Isabel II acompañó, y hasta lideró en algún caso, los cambios sociales que vivió Gran Bretaña durante 70 años. Su inmensa fuerza moral ayudó a impedir la separación de Escocia, aunque no el Brexit. Le tocó lidiar con la friolera de quince primeros ministros; a algunos les adoraba (Churchill, Harold Wilson), con otros se llevaba razonablemente bien (Blair, McMillan, Heath) y otros le provocaban urticaria, como Thatcher (al menos al principio), Boris Johnson o Liz Truss. Pero jamás se salió un milímetro de sus funciones constitucionales y tuvo un innegable éxito.

Nuestro Felipe VI ha aprendido mucho de su “prima” Isabel.

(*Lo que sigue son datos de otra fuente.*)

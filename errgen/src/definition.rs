//! Error definitions and the registry that maps lookup keys to them

use serde::{Deserialize, Serialize};
use std::collections::BTreeMap;

/// Registry of error definitions keyed by lookup key.
///
/// A `BTreeMap` iterates in byte-wise ascending key order, which is the
/// ordering both renderers emit.
pub type Registry = BTreeMap<String, ErrorDefinition>;

fn default_http_status() -> u16 {
    500
}

/// A single centrally-defined error
#[derive(Debug, Clone, PartialEq, Eq, Serialize, Deserialize)]
pub struct ErrorDefinition {
    /// Machine-readable identifier, conventionally equal to the registry key
    #[serde(default)]
    pub code: String,
    /// Human-readable summary
    #[serde(default)]
    pub msg: String,
    #[serde(default)]
    pub cause: String,
    #[serde(default = "default_http_status")]
    pub http_status: u16,
    #[serde(default)]
    pub category: String,
    #[serde(default)]
    pub severity: String,
    #[serde(default)]
    pub is_retryable: bool,
    #[serde(default)]
    pub solution: String,
    /// Partition key selecting the Markdown document this error lands in
    #[serde(default)]
    pub domain: String,
    /// Free-text labels, order preserved in output
    #[serde(default)]
    pub tags: Vec<String>,
}

impl Default for ErrorDefinition {
    fn default() -> Self {
        Self {
            code: String::new(),
            msg: String::new(),
            cause: String::new(),
            http_status: default_http_status(),
            category: String::new(),
            severity: String::new(),
            is_retryable: false,
            solution: String::new(),
            domain: String::new(),
            tags: Vec::new(),
        }
    }
}

/// Group a registry into one sub-registry per `domain` value.
///
/// Definitions keep their original keys. An empty domain is not filtered out
/// here; callers validate domain names before using them as paths.
pub fn partition_by_domain(registry: &Registry) -> BTreeMap<String, Registry> {
    registry
        .iter()
        .fold(BTreeMap::new(), |mut partitions, (key, definition)| {
            partitions
                .entry(definition.domain.clone())
                .or_insert_with(Registry::new)
                .insert(key.clone(), definition.clone());
            partitions
        })
}

/// `code` values used by more than one registry key, with the keys using them.
///
/// Duplicates are allowed; this exists so callers can warn about them.
pub fn duplicate_codes(registry: &Registry) -> Vec<(String, Vec<String>)> {
    let mut by_code: BTreeMap<&str, Vec<String>> = BTreeMap::new();
    for (key, definition) in registry {
        by_code
            .entry(definition.code.as_str())
            .or_default()
            .push(key.clone());
    }

    by_code
        .into_iter()
        .filter(|(_, keys)| keys.len() > 1)
        .map(|(code, keys)| (code.to_string(), keys))
        .collect()
}
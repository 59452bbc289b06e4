//! Content generation
//!
//! - `source`: the Rust module exposing every error as a constant
//! - `markdown`: the per-domain reference documents
//!
//! Both renderers are pure: identical registries give byte-identical text.

mod error;
mod markdown;
mod source;
mod title;

pub use error::RenderError;
pub use markdown::{validate_domain, MarkdownGenerator};
pub use source::{is_valid_identifier, render_source_code, SourceGenerator, DEFAULT_GENERATOR_NAME};
pub use title::{normalize_title, TitleCache};

use crate::definition::Registry;

/// Render one domain's document with a throwaway title cache
pub fn render_markdown(domain: &str, registry: &Registry) -> Result<String, RenderError> {
    MarkdownGenerator::new().render(domain, registry)
}
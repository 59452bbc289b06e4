//! Loading the error registry from disk

mod error;
mod loader;

pub use error::LoadError;
pub use loader::{load_registry, load_registry_file, parse_registry, RegistryFormat};
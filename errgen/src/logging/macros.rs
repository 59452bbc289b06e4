//! Logging macros with `"key" => value` context, backed by the `log` facade

/// Log error with Code type - accepts Display types for context values
#[macro_export]
macro_rules! log_error {
    ($code:expr, $message:expr) => {
        $crate::logging::log_error_with_context(module_path!(), $code, $message, &[])
    };

    ($code:expr, $message:expr, $($key:expr => $value:expr),+ $(,)?) => {
        $crate::logging::log_error_with_context(
            module_path!(),
            $code,
            $message,
            &[$(($key, format!("{}", $value))),+],
        )
    };
}

/// Log success with Code type
#[macro_export]
macro_rules! log_success {
    ($code:expr, $message:expr) => {
        $crate::logging::log_success_with_context(module_path!(), $code, $message, &[])
    };

    ($code:expr, $message:expr, $($key:expr => $value:expr),+ $(,)?) => {
        $crate::logging::log_success_with_context(
            module_path!(),
            $code,
            $message,
            &[$(($key, format!("{}", $value))),+],
        )
    };
}

/// Log informational message
#[macro_export]
macro_rules! log_info {
    ($message:expr) => {
        $crate::logging::log_with_context(module_path!(), $crate::logging::Level::Info, $message, &[])
    };

    ($message:expr, $($key:expr => $value:expr),+ $(,)?) => {
        $crate::logging::log_with_context(
            module_path!(),
            $crate::logging::Level::Info,
            $message,
            &[$(($key, format!("{}", $value))),+],
        )
    };
}

/// Log warning message
#[macro_export]
macro_rules! log_warning {
    ($message:expr) => {
        $crate::logging::log_with_context(module_path!(), $crate::logging::Level::Warn, $message, &[])
    };

    ($message:expr, $($key:expr => $value:expr),+ $(,)?) => {
        $crate::logging::log_with_context(
            module_path!(),
            $crate::logging::Level::Warn,
            $message,
            &[$(($key, format!("{}", $value))),+],
        )
    };
}

/// Log debug message
#[macro_export]
macro_rules! log_debug {
    ($message:expr) => {
        $crate::logging::log_with_context(module_path!(), $crate::logging::Level::Debug, $message, &[])
    };

    ($message:expr, $($key:expr => $value:expr),+ $(,)?) => {
        $crate::logging::log_with_context(
            module_path!(),
            $crate::logging::Level::Debug,
            $message,
            &[$(($key, format!("{}", $value))),+],
        )
    };
}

La discreción absoluta, trabajar duro, mantener las aguas calmadas, poner buena cara al mal tiempo y a los desaires de otros

Ahora los británicos están esperando que no tarde mucho en pasar lo que consideran una “transición” entre Isabel y su nieto, Guillermo, que sí está más que preparado y se parece mucho a ella. Carlos está a punto de cumplir 75 años y nadie espera que llegue a la edad inaudita de su madre; lo único que desean es que no estropee demasiado lo que todavía está bien y que su hijo llegue aún joven a la espectacular ceremonia de la coronación, como le pasó a la abuela.

Nuestro Felipe VI ha aprendido mucho de su “prima” Isabel. La discreción absoluta, trabajar duro, mantener las aguas calmadas, poner buena cara al mal tiempo y a los desaires de otros (que no le faltan), y, en fin, ser lo que la teoría dice que debe ser un rey: un símbolo perfecto de la nación, un tipo intachable del que te puedes fiar. Su problema es el mismo que tenía el padre de Isabel, el gran Jorge VI: que su predecesor, a quien ya parece darle todo igual, está bastante vivo y no deja de causarle problemas.

La monarquía española tardará bastantes décadas (si es que lo consigue) en significar para los ciudadanos lo que la corona significa para los británicos. Se necesitarían tres o cuatro Felipes seguidos para que la, a mi juicio, absurda discusión sobre la forma de Estado deje de ser un problema para tanta gente, como ya no lo es en Holanda o en los países escandinavos. Eso fue lo que consiguió Isabel II, la mayor parte del tiempo con el viento en contra. Eso es lo que habrá de lograr Felipe VI. De momento, lo cierto es que no lo podría hacer mejor.